* Exercise data:
//! CLI command definitions, routing, and tracing setup.

use std::path::{Path, PathBuf};
use std::time::Duration;

use clap::{Parser, Subcommand};
use color_eyre::eyre::Result;
use indicatif::{ProgressBar, ProgressStyle};
use tracing::info;

use jobsweep_core::{Pipeline, ProgressReporter, RunOutcome, RunReport, RunRequest, Stage};
use jobsweep_shared::{AppConfig, RegistryStats, Tier, init_config, load_config, load_config_from};
use jobsweep_sources::TierSummary;
use jobsweep_storage::open_registry;

// ---------------------------------------------------------------------------
// CLI structure
// ---------------------------------------------------------------------------

/// jobsweep: find new accounts-payable job postings across job boards.
#[derive(Parser)]
#[command(
    name = "jobsweep",
    version,
    about = "Acquire, normalize, dedupe, and deliver US accounts-payable job postings.",
    long_about = None,
)]
pub(crate) struct Cli {
    /// Log format: text (default) or json.
    #[arg(long, default_value = "text", global = true)]
    pub log_format: LogFormat,

    /// Verbosity level (-v, -vv).
    #[arg(short, long, action = clap::ArgAction::Count, global = true)]
    pub verbose: u8,

    /// Config file (defaults to ~/.jobsweep/jobsweep.toml).
    #[arg(long = "config", global = true)]
    pub config_file: Option<PathBuf>,

    #[command(subcommand)]
    pub command: Command,
}

/// Log output format.
#[derive(Clone, Debug, clap::ValueEnum)]
pub(crate) enum LogFormat {
    Text,
    Json,
}

/// Top-level CLI subcommands.
#[derive(Subcommand)]
pub(crate) enum Command {
    /// Run the pipeline once.
    Run {
        /// Tiers to run: 1 (Google Jobs), 2 (JSearch), 3 (niche boards).
        #[arg(long = "tier", num_args = 1..)]
        tiers: Vec<Tier>,

        /// Override the configured search keywords.
        #[arg(long = "keyword")]
        keywords: Vec<String>,

        /// Override the configured search locations.
        #[arg(long = "location")]
        locations: Vec<String>,

        /// Skip the sink and registry; log what would be written.
        #[arg(long)]
        dry_run: bool,

        /// Wall-clock limit in seconds (0 disables).
        #[arg(long)]
        timeout: Option<u64>,
    },

    /// Show dedup registry statistics.
    Stats,

    /// Configuration management.
    Config {
        /// Config subcommand.
        #[command(subcommand)]
        action: ConfigAction,
    },
}

/// Config subcommands.
#[derive(Subcommand)]
pub(crate) enum ConfigAction {
    /// Initialize config file with defaults.
    Init,
    /// Show resolved configuration.
    Show,
}

// ---------------------------------------------------------------------------
// Tracing setup
// ---------------------------------------------------------------------------

/// Initialize tracing based on CLI flags.
pub(crate) fn init_tracing(cli: &Cli) {
    use tracing_subscriber::{EnvFilter, fmt};

    let filter = match cli.verbose {
        0 => "jobsweep=info",
        1 => "jobsweep=debug",
        _ => "jobsweep=trace",
    };

    let env_filter = EnvFilter::try_from_default_env().unwrap_or_else(|_| EnvFilter::new(filter));

    match cli.log_format {
        LogFormat::Text => {
            fmt().with_env_filter(env_filter).with_target(false).init();
        }
        LogFormat::Json => {
            fmt().json().with_env_filter(env_filter).init();
        }
    }
}

// ---------------------------------------------------------------------------
// Command dispatch
// ---------------------------------------------------------------------------

/// Run the CLI command.
pub(crate) async fn run(cli: Cli) -> Result<()> {
    let config_path = cli.config_file.as_deref();
    match cli.command {
        Command::Run {
            tiers,
            keywords,
            locations,
            dry_run,
            timeout,
        } => {
            let config = resolve_config(config_path)?;
            let mut request = RunRequest::from_config(&config);
            if !tiers.is_empty() {
                request.tiers = tiers;
            }
            if !keywords.is_empty() {
                request.keywords = keywords;
            }
            if !locations.is_empty() {
                request.locations = locations;
            }
            if let Some(secs) = timeout {
                request.timeout = (secs > 0).then(|| Duration::from_secs(secs));
            }
            request.dry_run = dry_run;
            cmd_run(&config, &request).await
        }
        Command::Stats => cmd_stats(config_path).await,
        Command::Config { action } => match action {
            ConfigAction::Init => cmd_config_init(),
            ConfigAction::Show => cmd_config_show(config_path),
        },
    }
}

fn resolve_config(path: Option<&Path>) -> Result<AppConfig> {
    let config = match path {
        Some(p) => load_config_from(p)?,
        None => load_config()?,
    };
    Ok(config)
}

// ---------------------------------------------------------------------------
// Command handlers
// ---------------------------------------------------------------------------

async fn cmd_run(config: &AppConfig, request: &RunRequest) -> Result<()> {
    info!(
        tiers = request.tiers.len(),
        keywords = request.keywords.len(),
        locations = request.locations.len(),
        dry_run = request.dry_run,
        "starting jobsweep run"
    );

    let pipeline = Pipeline::from_config(config).await?;
    let reporter = CliProgress::new();
    let report = pipeline.run(request, &reporter).await?;

    print_report(&report);
    Ok(())
}

async fn cmd_stats(config_path: Option<&Path>) -> Result<()> {
    let config = resolve_config(config_path)?;
    let registry = open_registry(&config.registry).await?;
    let stats = registry.stats().await?;

    println!();
    print_stats(&stats);
    println!();
    Ok(())
}

fn cmd_config_init() -> Result<()> {
    let path = init_config()?;
    println!("Config initialized at: {}", path.display());
    Ok(())
}

fn cmd_config_show(config_path: Option<&Path>) -> Result<()> {
    let config = resolve_config(config_path)?;
    let toml_str = toml::to_string_pretty(&config)?;
    println!("{toml_str}");
    Ok(())
}

// ---------------------------------------------------------------------------
// Output
// ---------------------------------------------------------------------------

fn print_report(report: &RunReport) {
    let c = &report.counts;

    println!();
    match &report.outcome {
        RunOutcome::Delivered { .. } => println!("  Run complete!"),
        RunOutcome::SinkUnavailable | RunOutcome::NotWritten => {
            println!("  Run finished without delivering postings.")
        }
        _ => println!("  Run finished."),
    }
    println!("  Run:        {}", report.run_id);
    println!("  Outcome:    {}", report.outcome);
    println!("  Acquired:   {}", c.raw);
    println!("  Normalized: {}", c.normalized);
    println!("  US:         {}", c.us);
    println!("  New:        {}", c.new);
    println!("  Written:    {}", c.written);
    println!("  Committed:  {}", c.committed);
    println!("  Time:       {:.1}s", report.elapsed.as_secs_f64());

    if !report.tiers.is_empty() {
        println!();
        for tier in &report.tiers {
            println!("  {}", tier_line(tier));
        }
    }

    if !report.acquisition_errors.is_empty() {
        println!();
        println!("  {} failed searches:", report.acquisition_errors.len());
        for (label, error) in &report.acquisition_errors {
            println!("    {label}: {error}");
        }
    }

    if let Some(stats) = &report.registry {
        println!();
        print_stats(stats);
    }
    println!();
}

fn print_stats(stats: &RegistryStats) {
    println!("  Registry total:   {}", stats.total);
    println!("  Unique companies: {}", stats.unique_companies);
    println!("  Unique sources:   {}", stats.unique_sources);
    for (source, count) in &stats.by_source {
        println!("    {source:<24} {count}");
    }
}

fn tier_line(summary: &TierSummary) -> String {
    if summary.skipped {
        return format!("{}: skipped (not configured)", summary.tier);
    }
    format!(
        "{}: {} postings from {}/{} searches in {:.1}s",
        summary.tier,
        summary.records,
        summary.succeeded,
        summary.combinations,
        summary.elapsed.as_secs_f64()
    )
}

// ---------------------------------------------------------------------------
// CLI progress reporter
// ---------------------------------------------------------------------------

/// CLI progress reporter using an indicatif spinner.
struct CliProgress {
    spinner: ProgressBar,
}

impl CliProgress {
    fn new() -> Self {
        let spinner = ProgressBar::new_spinner();
        let style = ProgressStyle::with_template("{spinner:.cyan} {msg}")
            .unwrap_or_else(|_| ProgressStyle::default_spinner())
            .tick_strings(&["⠋", "⠙", "⠹", "⠸", "⠼", "⠴", "⠦", "⠧", "⠇", "⠏"]);
        spinner.set_style(style);
        spinner.enable_steady_tick(Duration::from_millis(80));
        Self { spinner }
    }
}

impl ProgressReporter for CliProgress {
    fn stage(&self, stage: Stage) {
        self.spinner.set_message(stage.to_string());
    }

    fn tier_progress(&self, summary: &TierSummary) {
        self.spinner.println(format!("  {}", tier_line(summary)));
    }

    fn done(&self, _report: &RunReport) {
        self.spinner.finish_and_clear();
    }
}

* Exercise:
If a line in the records above contains "Unique", copy that line.

* Output:
    println!("  Unique companies: {}", stats.unique_companies);
    println!("  Unique sources:   {}", stats.unique_sources);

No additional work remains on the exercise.